*Available data:*

* * *

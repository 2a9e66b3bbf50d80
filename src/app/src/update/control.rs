use crux_core::{render::render, Command};

use crate::commands::device::{device_url, SwitchOutcome};
use crate::events::{ControlEvent, Event};
use crate::model::{Model, EMPTY_ADDRESS_ERROR};
use crate::types::LedCommand;
use crate::update_field;
use crate::{DeviceCmd, Effect};

use super::monitor;

/// Timeout budget for a switch command. Longer than the probe budget; the
/// user explicitly asked for this one.
pub const SWITCH_TIMEOUT_MS: u32 = 3_500;

pub(crate) const SWITCH_TIMEOUT_ERROR: &str = "Timeout. Is the ESP8266 still connected?";
pub(crate) const SWITCH_NETWORK_ERROR: &str =
    "Connection failed. Please verify the ESP IP address.";

/// Handle device address edits and LED switch events
pub fn handle(event: ControlEvent, model: &mut Model) -> Command<Effect, Event> {
    match event {
        // An address edit alone forces no re-probe; the next tick reads the
        // new address.
        ControlEvent::SetAddress { address } => update_field!(model.device_address, address),

        ControlEvent::Switch { command } => start_switch(command, model),

        ControlEvent::SwitchResponse { command, outcome } => {
            settle_switch(command, outcome, model)
        }
    }
}

/// Issue a switch command.
///
/// The shell is expected to disable re-entrant dispatch on `is_switching`;
/// the dispatcher itself does not queue or serialize. Concurrent calls both
/// run and the store reflects whichever settles last.
fn start_switch(command: LedCommand, model: &mut Model) -> Command<Effect, Event> {
    if model.device_address.trim().is_empty() {
        return model.set_error_and_render(EMPTY_ADDRESS_ERROR);
    }

    model.is_switching = true;
    model.clear_error();

    let url = device_url(&model.device_address, command.path());
    Command::all([
        render(),
        DeviceCmd::switch(url, SWITCH_TIMEOUT_MS)
            .build()
            .then_send(move |outcome| {
                Event::Control(ControlEvent::SwitchResponse { command, outcome })
            }),
    ])
}

fn settle_switch(
    command: LedCommand,
    outcome: SwitchOutcome,
    model: &mut Model,
) -> Command<Effect, Event> {
    model.is_switching = false;

    match outcome {
        SwitchOutcome::Accepted => {
            model.led_status = command.status();
            model.clear_error();
            // Refresh latency with a single dependent probe, issued only now
            // that the command has settled. Its failure must not roll back
            // led_status; it may clear the latency reading.
            monitor::start_probe(model, true)
        }

        // led_status stays untouched on every failure path; a failed "on"
        // does not mean the device is off.
        SwitchOutcome::Rejected { code } => {
            log::warn!("device rejected {command:?} with HTTP {code}");
            model.set_error_and_render(format!("Device error: {code}"))
        }

        SwitchOutcome::TimedOut => model.set_error_and_render(SWITCH_TIMEOUT_ERROR),

        SwitchOutcome::NetworkFailure => model.set_error_and_render(SWITCH_NETWORK_ERROR),
    }
}

#[cfg(test)]
mod tests {
    use super::*;
    use crate::types::LedStatus;

    mod dispatch {
        use super::*;

        #[test]
        fn switch_sets_in_flight_and_clears_error() {
            let mut model = Model {
                error_message: Some("stale".to_string()),
                ..Default::default()
            };

            let _ = handle(
                ControlEvent::Switch {
                    command: LedCommand::On,
                },
                &mut model,
            );

            assert!(model.is_switching);
            assert_eq!(model.error_message, None);
        }

        #[test]
        fn switch_with_empty_address_fails_fast() {
            let mut model = Model {
                device_address: String::new(),
                ..Default::default()
            };

            let _ = handle(
                ControlEvent::Switch {
                    command: LedCommand::Off,
                },
                &mut model,
            );

            assert!(!model.is_switching);
            assert_eq!(model.error_message.as_deref(), Some(EMPTY_ADDRESS_ERROR));
        }

        #[test]
        fn set_address_updates_model() {
            let mut model = Model::default();

            let _ = handle(
                ControlEvent::SetAddress {
                    address: "10.0.0.42".to_string(),
                },
                &mut model,
            );

            assert_eq!(model.device_address, "10.0.0.42");
            assert!(!model.is_probing);
        }
    }

    mod settlement {
        use super::*;

        #[test]
        fn accepted_switch_sets_status_and_issues_refresh_probe() {
            let mut model = Model {
                is_switching: true,
                ..Default::default()
            };

            let _ = handle(
                ControlEvent::SwitchResponse {
                    command: LedCommand::On,
                    outcome: SwitchOutcome::Accepted,
                },
                &mut model,
            );

            assert!(!model.is_switching);
            assert_eq!(model.led_status, LedStatus::On);
            assert_eq!(model.error_message, None);
            // the dependent probe is in flight
            assert!(model.is_probing);
        }

        #[test]
        fn accepted_switch_clears_prior_error() {
            // Idempotent re-send: already ON, device accepts again.
            let mut model = Model {
                led_status: LedStatus::On,
                error_message: Some(SWITCH_TIMEOUT_ERROR.to_string()),
                is_switching: true,
                ..Default::default()
            };

            let _ = handle(
                ControlEvent::SwitchResponse {
                    command: LedCommand::On,
                    outcome: SwitchOutcome::Accepted,
                },
                &mut model,
            );

            assert_eq!(model.led_status, LedStatus::On);
            assert_eq!(model.error_message, None);
        }

        #[test]
        fn rejected_switch_keeps_status_and_names_the_code() {
            let mut model = Model {
                is_switching: true,
                ..Default::default()
            };

            let _ = handle(
                ControlEvent::SwitchResponse {
                    command: LedCommand::On,
                    outcome: SwitchOutcome::Rejected { code: 500 },
                },
                &mut model,
            );

            assert!(!model.is_switching);
            assert_eq!(model.led_status, LedStatus::Unknown);
            assert_eq!(model.error_message.as_deref(), Some("Device error: 500"));
            assert!(!model.is_probing);
        }

        #[test]
        fn timed_out_switch_uses_timeout_specific_message() {
            let mut model = Model {
                led_status: LedStatus::On,
                is_switching: true,
                ..Default::default()
            };

            let _ = handle(
                ControlEvent::SwitchResponse {
                    command: LedCommand::Off,
                    outcome: SwitchOutcome::TimedOut,
                },
                &mut model,
            );

            assert_eq!(model.led_status, LedStatus::On);
            assert_eq!(model.error_message.as_deref(), Some(SWITCH_TIMEOUT_ERROR));
        }

        #[test]
        fn network_failure_uses_generic_message() {
            let mut model = Model {
                is_switching: true,
                ..Default::default()
            };

            let _ = handle(
                ControlEvent::SwitchResponse {
                    command: LedCommand::Off,
                    outcome: SwitchOutcome::NetworkFailure,
                },
                &mut model,
            );

            assert_eq!(model.led_status, LedStatus::Unknown);
            assert_eq!(model.error_message.as_deref(), Some(SWITCH_NETWORK_ERROR));
        }
    }
}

* * *

*Work request:*
Your task is to repeat every entry above exactly.

*Task result:*
repository 2a9e66b3bbf50d80
filename src/app/src/update/control.rs
use crux_core::{render::render, Command};

use crate::commands::device::{device_url, SwitchOutcome};
use crate::events::{ControlEvent, Event};
use crate::model::{Model, EMPTY_ADDRESS_ERROR};
use crate::types::LedCommand;
use crate::update_field;
use crate::{DeviceCmd, Effect};

use super::monitor;

/// Timeout budget for a switch command. Longer than the probe budget; the
/// user explicitly asked for this one.
pub const SWITCH_TIMEOUT_MS: u32 = 3_500;

pub(crate) const SWITCH_TIMEOUT_ERROR: &str = "Timeout. Is the ESP8266 still connected?";
pub(crate) const SWITCH_NETWORK_ERROR: &str =
    "Connection failed. Please verify the ESP IP address.";

/// Handle device address edits and LED switch events
pub fn handle(event: ControlEvent, model: &mut Model) -> Command<Effect, Event> {
    match event {
        // An address edit alone forces no re-probe; the next tick reads the
        // new address.
        ControlEvent::SetAddress { address } => update_field!(model.device_address, address),

        ControlEvent::Switch { command } => start_switch(command, model),

        ControlEvent::SwitchResponse { command, outcome } => {
            settle_switch(command, outcome, model)
        }
    }
}

/// Issue a switch command.
///
/// The shell is expected to disable re-entrant dispatch on `is_switching`;
/// the dispatcher itself does not queue or serialize. Concurrent calls both
/// run and the store reflects whichever settles last.
fn start_switch(command: LedCommand, model: &mut Model) -> Command<Effect, Event> {
    if model.device_address.trim().is_empty() {
        return model.set_error_and_render(EMPTY_ADDRESS_ERROR);
    }

    model.is_switching = true;
    model.clear_error();

    let url = device_url(&model.device_address, command.path());
    Command::all([
        render(),
        DeviceCmd::switch(url, SWITCH_TIMEOUT_MS)
            .build()
            .then_send(move |outcome| {
                Event::Control(ControlEvent::SwitchResponse { command, outcome })
            }),
    ])
}

fn settle_switch(
    command: LedCommand,
    outcome: SwitchOutcome,
    model: &mut Model,
) -> Command<Effect, Event> {
    model.is_switching = false;

    match outcome {
        SwitchOutcome::Accepted => {
            model.led_status = command.status();
            model.clear_error();
            // Refresh latency with a single dependent probe, issued only now
            // that the command has settled. Its failure must not roll back
            // led_status; it may clear the latency reading.
            monitor::start_probe(model, true)
        }

        // led_status stays untouched on every failure path; a failed "on"
        // does not mean the device is off.
        SwitchOutcome::Rejected { code } => {
            log::warn!("device rejected {command:?} with HTTP {code}");
            model.set_error_and_render(format!("Device error: {code}"))
        }

        SwitchOutcome::TimedOut => model.set_error_and_render(SWITCH_TIMEOUT_ERROR),

        SwitchOutcome::NetworkFailure => model.set_error_and_render(SWITCH_NETWORK_ERROR),
    }
}

#[cfg(test)]
mod tests {
    use super::*;
    use crate::types::LedStatus;

    mod dispatch {
        use super::*;

        #[test]
        fn switch_sets_in_flight_and_clears_error() {
            let mut model = Model {
                error_message: Some("stale".to_string()),
                ..Default::default()
            };

            let _ = handle(
                ControlEvent::Switch {
                    command: LedCommand::On,
                },
                &mut model,
            );

            assert!(model.is_switching);
            assert_eq!(model.error_message, None);
        }

        #[test]
        fn switch_with_empty_address_fails_fast() {
            let mut model = Model {
                device_address: String::new(),
                ..Default::default()
            };

            let _ = handle(
                ControlEvent::Switch {
                    command: LedCommand::Off,
                },
                &mut model,
            );

            assert!(!model.is_switching);
            assert_eq!(model.error_message.as_deref(), Some(EMPTY_ADDRESS_ERROR));
        }

        #[test]
        fn set_address_updates_model() {
            let mut model = Model::default();

            let _ = handle(
                ControlEvent::SetAddress {
                    address: "10.0.0.42".to_string(),
                },
                &mut model,
            );

            assert_eq!(model.device_address, "10.0.0.42");
            assert!(!model.is_probing);
        }
    }

    mod settlement {
        use super::*;

        #[test]
        fn accepted_switch_sets_status_and_issues_refresh_probe() {
            let mut model = Model {
                is_switching: true,
                ..Default::default()
            };

            let _ = handle(
                ControlEvent::SwitchResponse {
                    command: LedCommand::On,
                    outcome: SwitchOutcome::Accepted,
                },
                &mut model,
            );

            assert!(!model.is_switching);
            assert_eq!(model.led_status, LedStatus::On);
            assert_eq!(model.error_message, None);
            // the dependent probe is in flight
            assert!(model.is_probing);
        }

        #[test]
        fn accepted_switch_clears_prior_error() {
            // Idempotent re-send: already ON, device accepts again.
            let mut model = Model {
                led_status: LedStatus::On,
                error_message: Some(SWITCH_TIMEOUT_ERROR.to_string()),
                is_switching: true,
                ..Default::default()
            };

            let _ = handle(
                ControlEvent::SwitchResponse {
                    command: LedCommand::On,
                    outcome: SwitchOutcome::Accepted,
                },
                &mut model,
            );

            assert_eq!(model.led_status, LedStatus::On);
            assert_eq!(model.error_message, None);
        }

        #[test]
        fn rejected_switch_keeps_status_and_names_the_code() {
            let mut model = Model {
                is_switching: true,
                ..Default::default()
            };

            let _ = handle(
                ControlEvent::SwitchResponse {
                    command: LedCommand::On,
                    outcome: SwitchOutcome::Rejected { code: 500 },
                },
                &mut model,
            );

            assert!(!model.is_switching);
            assert_eq!(model.led_status, LedStatus::Unknown);
            assert_eq!(model.error_message.as_deref(), Some("Device error: 500"));
            assert!(!model.is_probing);
        }

        #[test]
        fn timed_out_switch_uses_timeout_specific_message() {
            let mut model = Model {
                led_status: LedStatus::On,
                is_switching: true,
                ..Default::default()
            };

            let _ = handle(
                ControlEvent::SwitchResponse {
                    command: LedCommand::Off,
                    outcome: SwitchOutcome::TimedOut,
                },
                &mut model,
            );

            assert_eq!(model.led_status, LedStatus::On);
            assert_eq!(model.error_message.as_deref(), Some(SWITCH_TIMEOUT_ERROR));
        }

        #[test]
        fn network_failure_uses_generic_message() {
            let mut model = Model {
                is_switching: true,
                ..Default::default()
            };

            let _ = handle(
                ControlEvent::SwitchResponse {
                    command: LedCommand::Off,
                    outcome: SwitchOutcome::NetworkFailure,
                },
                &mut model,
            );

            assert_eq!(model.led_status, LedStatus::Unknown);
            assert_eq!(model.error_message.as_deref(), Some(SWITCH_NETWORK_ERROR));
        }
    }
}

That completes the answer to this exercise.